> _Dataset records_
§

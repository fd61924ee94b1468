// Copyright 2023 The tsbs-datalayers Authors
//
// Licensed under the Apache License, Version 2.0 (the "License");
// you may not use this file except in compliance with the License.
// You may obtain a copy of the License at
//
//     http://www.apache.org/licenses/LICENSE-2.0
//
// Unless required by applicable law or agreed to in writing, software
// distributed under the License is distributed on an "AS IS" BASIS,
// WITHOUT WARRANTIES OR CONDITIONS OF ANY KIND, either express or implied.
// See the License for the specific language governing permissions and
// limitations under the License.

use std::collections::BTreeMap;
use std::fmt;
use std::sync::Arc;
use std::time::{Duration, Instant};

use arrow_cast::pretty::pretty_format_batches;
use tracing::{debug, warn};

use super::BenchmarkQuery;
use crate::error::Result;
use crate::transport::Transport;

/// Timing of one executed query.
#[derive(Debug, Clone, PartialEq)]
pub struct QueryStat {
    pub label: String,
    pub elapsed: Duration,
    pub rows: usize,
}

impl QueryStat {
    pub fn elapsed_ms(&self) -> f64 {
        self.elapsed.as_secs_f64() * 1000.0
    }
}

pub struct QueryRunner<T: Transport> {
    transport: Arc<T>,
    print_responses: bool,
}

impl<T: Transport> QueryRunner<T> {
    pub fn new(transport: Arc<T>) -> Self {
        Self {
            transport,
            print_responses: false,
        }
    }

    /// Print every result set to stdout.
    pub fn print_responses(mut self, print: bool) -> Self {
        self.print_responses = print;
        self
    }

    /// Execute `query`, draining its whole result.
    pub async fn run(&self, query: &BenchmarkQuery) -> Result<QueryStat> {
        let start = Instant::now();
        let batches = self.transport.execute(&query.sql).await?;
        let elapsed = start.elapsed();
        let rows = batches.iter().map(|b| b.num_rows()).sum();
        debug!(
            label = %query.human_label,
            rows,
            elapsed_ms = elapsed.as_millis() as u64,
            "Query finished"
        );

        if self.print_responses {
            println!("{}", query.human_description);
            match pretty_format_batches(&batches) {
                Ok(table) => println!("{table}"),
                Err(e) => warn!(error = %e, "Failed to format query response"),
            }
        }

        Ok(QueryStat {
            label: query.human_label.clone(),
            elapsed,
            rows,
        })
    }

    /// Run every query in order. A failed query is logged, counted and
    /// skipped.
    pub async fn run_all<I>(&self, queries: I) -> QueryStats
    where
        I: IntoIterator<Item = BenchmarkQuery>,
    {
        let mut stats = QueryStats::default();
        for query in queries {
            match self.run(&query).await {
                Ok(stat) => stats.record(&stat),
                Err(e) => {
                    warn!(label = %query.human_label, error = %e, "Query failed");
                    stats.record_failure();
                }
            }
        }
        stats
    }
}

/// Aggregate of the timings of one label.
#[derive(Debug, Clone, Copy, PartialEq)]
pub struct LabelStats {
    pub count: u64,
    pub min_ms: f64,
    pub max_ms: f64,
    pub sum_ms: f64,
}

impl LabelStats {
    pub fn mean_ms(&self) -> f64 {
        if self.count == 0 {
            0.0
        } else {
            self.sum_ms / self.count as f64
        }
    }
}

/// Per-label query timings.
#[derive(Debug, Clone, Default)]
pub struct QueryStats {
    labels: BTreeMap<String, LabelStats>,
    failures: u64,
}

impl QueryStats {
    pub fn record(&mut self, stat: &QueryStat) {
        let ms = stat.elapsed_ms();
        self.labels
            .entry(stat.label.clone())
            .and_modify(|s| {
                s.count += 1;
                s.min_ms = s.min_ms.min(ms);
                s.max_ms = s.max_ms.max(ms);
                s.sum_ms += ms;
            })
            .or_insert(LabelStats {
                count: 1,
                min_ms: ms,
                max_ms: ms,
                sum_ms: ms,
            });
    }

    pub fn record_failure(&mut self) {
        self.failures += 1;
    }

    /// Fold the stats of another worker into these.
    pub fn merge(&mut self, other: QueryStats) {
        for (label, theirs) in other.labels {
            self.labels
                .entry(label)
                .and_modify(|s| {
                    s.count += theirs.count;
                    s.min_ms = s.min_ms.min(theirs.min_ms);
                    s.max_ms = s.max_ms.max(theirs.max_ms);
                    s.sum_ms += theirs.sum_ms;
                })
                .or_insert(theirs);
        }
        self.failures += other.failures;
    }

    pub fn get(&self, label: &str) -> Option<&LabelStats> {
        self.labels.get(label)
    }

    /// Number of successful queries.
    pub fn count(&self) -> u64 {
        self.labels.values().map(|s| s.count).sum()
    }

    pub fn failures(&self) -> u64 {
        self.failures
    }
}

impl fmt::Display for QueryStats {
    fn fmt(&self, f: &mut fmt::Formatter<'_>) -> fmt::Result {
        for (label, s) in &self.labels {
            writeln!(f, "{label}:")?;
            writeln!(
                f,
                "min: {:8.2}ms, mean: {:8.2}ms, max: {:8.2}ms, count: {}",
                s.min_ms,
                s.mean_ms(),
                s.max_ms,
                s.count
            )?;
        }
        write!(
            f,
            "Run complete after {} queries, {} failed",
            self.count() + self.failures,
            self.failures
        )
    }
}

§

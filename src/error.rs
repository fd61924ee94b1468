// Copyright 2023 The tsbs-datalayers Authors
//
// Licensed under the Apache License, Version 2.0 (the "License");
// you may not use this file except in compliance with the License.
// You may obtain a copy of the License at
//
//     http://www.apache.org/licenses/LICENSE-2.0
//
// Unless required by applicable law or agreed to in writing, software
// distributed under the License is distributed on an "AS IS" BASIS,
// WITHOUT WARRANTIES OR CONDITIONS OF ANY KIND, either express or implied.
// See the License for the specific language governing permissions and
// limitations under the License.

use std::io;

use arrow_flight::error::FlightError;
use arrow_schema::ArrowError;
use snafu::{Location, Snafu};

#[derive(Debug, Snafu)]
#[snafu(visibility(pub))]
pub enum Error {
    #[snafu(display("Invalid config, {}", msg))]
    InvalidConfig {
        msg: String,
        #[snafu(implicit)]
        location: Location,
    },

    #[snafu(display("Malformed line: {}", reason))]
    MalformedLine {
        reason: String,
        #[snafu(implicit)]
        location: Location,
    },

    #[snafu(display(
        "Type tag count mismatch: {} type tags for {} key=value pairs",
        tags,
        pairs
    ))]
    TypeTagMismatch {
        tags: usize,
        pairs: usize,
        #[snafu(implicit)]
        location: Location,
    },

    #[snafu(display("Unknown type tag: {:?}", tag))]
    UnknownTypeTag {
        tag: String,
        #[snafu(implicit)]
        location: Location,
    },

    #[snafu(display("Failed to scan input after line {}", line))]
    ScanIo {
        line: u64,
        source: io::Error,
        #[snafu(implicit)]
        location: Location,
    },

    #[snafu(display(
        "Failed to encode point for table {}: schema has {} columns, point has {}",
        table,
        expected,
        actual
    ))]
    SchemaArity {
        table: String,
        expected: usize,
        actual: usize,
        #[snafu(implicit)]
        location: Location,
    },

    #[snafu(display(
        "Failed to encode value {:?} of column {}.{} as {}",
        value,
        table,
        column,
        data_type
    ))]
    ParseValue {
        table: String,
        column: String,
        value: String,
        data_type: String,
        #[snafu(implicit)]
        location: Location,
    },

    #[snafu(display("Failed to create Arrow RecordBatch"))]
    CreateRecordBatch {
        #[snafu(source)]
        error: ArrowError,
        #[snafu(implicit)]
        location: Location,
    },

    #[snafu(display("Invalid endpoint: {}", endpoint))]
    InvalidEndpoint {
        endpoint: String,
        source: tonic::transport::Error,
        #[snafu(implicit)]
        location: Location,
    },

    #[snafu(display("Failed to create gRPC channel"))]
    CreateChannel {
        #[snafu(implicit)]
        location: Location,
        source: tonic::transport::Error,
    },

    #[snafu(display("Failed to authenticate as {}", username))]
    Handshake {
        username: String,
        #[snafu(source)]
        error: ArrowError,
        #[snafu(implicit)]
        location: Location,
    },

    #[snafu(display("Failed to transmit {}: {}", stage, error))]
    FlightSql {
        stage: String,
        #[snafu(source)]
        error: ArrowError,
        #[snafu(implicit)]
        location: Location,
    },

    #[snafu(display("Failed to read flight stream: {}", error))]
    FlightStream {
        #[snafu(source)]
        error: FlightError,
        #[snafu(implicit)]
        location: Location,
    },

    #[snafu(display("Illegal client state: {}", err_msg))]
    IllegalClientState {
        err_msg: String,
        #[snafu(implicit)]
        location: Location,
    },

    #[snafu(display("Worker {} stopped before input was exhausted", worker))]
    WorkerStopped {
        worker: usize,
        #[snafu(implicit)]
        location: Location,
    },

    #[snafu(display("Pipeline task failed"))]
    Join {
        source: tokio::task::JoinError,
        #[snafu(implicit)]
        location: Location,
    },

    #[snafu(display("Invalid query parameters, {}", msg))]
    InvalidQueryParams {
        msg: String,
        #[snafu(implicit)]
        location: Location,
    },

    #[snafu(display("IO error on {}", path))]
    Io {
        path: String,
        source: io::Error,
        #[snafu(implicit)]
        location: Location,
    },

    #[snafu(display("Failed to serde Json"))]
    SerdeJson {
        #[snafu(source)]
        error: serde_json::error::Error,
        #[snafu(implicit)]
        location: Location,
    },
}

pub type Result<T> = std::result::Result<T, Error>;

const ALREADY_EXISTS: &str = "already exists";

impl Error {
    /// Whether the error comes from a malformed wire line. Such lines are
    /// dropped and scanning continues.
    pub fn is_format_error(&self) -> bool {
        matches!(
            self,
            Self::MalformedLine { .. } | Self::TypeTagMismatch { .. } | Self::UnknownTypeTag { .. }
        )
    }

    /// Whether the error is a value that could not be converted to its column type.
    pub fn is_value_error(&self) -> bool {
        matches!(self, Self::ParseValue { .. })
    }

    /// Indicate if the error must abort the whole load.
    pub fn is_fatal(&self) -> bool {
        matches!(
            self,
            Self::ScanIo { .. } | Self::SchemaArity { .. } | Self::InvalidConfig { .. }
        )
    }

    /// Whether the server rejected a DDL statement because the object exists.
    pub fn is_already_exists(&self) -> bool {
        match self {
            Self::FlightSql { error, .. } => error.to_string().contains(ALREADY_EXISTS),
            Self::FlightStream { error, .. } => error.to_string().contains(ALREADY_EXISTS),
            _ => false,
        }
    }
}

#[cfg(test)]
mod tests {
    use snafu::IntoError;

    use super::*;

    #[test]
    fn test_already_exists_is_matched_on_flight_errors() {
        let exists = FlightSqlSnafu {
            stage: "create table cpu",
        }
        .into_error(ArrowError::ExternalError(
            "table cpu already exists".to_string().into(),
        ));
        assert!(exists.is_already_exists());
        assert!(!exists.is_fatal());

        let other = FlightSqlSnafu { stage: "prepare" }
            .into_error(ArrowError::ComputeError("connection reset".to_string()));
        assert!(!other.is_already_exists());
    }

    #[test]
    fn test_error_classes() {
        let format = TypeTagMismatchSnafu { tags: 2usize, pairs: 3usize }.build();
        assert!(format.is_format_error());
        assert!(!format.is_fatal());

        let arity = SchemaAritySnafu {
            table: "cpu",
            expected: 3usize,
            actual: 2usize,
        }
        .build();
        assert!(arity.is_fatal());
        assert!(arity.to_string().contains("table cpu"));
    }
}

§

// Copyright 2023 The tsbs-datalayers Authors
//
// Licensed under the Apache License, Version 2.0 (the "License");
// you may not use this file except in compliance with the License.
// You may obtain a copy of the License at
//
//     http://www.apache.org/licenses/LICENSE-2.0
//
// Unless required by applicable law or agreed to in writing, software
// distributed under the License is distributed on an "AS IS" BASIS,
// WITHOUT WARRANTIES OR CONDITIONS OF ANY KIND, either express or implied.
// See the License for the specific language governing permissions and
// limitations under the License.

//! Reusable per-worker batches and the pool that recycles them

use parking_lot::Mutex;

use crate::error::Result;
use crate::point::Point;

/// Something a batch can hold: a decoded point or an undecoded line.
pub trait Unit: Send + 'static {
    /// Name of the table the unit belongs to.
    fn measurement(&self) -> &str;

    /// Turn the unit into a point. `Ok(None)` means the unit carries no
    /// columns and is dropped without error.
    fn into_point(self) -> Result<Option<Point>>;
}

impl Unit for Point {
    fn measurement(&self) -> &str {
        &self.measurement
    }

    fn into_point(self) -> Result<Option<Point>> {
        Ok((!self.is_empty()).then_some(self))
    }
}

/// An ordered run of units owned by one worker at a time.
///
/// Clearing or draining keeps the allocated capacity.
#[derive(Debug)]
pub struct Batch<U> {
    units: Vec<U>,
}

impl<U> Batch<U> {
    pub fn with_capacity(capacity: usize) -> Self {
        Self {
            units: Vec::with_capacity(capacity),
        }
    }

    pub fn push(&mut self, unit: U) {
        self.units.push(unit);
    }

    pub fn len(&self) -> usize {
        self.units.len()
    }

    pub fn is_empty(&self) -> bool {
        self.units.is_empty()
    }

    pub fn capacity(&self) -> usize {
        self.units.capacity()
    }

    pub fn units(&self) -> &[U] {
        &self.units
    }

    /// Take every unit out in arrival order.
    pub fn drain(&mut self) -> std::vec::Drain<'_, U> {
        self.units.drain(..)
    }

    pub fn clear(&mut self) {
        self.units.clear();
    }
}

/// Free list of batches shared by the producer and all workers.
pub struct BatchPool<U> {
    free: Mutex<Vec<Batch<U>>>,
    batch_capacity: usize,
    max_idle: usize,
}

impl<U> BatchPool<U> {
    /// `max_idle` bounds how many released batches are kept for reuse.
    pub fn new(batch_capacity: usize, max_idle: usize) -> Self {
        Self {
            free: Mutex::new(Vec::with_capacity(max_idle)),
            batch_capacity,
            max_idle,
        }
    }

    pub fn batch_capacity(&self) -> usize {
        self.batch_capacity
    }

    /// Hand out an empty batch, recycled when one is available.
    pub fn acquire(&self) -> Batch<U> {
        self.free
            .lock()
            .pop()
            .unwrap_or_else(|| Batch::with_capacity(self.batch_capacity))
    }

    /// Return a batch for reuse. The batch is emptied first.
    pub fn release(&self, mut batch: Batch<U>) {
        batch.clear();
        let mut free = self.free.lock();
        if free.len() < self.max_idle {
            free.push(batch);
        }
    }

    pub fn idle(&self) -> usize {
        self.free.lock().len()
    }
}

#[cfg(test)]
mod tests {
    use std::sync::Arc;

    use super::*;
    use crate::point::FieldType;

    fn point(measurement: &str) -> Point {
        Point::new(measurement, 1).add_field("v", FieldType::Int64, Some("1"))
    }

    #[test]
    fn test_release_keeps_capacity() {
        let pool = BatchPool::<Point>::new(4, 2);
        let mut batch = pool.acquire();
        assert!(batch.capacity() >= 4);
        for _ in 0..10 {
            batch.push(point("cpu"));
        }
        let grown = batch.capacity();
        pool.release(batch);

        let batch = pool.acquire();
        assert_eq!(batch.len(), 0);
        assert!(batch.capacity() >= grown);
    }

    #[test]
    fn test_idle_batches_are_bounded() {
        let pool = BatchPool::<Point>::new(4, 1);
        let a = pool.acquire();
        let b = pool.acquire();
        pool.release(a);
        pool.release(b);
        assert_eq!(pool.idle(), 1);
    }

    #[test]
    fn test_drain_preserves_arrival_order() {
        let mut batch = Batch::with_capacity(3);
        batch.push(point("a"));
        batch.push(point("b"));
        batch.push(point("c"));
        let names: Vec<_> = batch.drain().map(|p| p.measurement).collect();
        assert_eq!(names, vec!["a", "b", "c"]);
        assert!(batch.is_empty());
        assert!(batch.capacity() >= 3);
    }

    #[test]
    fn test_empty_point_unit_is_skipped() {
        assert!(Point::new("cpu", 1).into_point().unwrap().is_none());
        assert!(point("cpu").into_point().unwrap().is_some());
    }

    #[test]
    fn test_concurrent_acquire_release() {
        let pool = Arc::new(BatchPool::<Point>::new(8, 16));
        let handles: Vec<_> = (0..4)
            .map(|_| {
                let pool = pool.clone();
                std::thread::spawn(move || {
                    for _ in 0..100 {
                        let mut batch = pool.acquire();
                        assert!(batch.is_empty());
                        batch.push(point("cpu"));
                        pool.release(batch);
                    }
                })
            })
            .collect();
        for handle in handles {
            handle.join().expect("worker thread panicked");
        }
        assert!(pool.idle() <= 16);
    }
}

§

> _What you need to do_
Search the data above for the word "stage" and report how many lines contain it, with nothing further.

> _Your solution_
4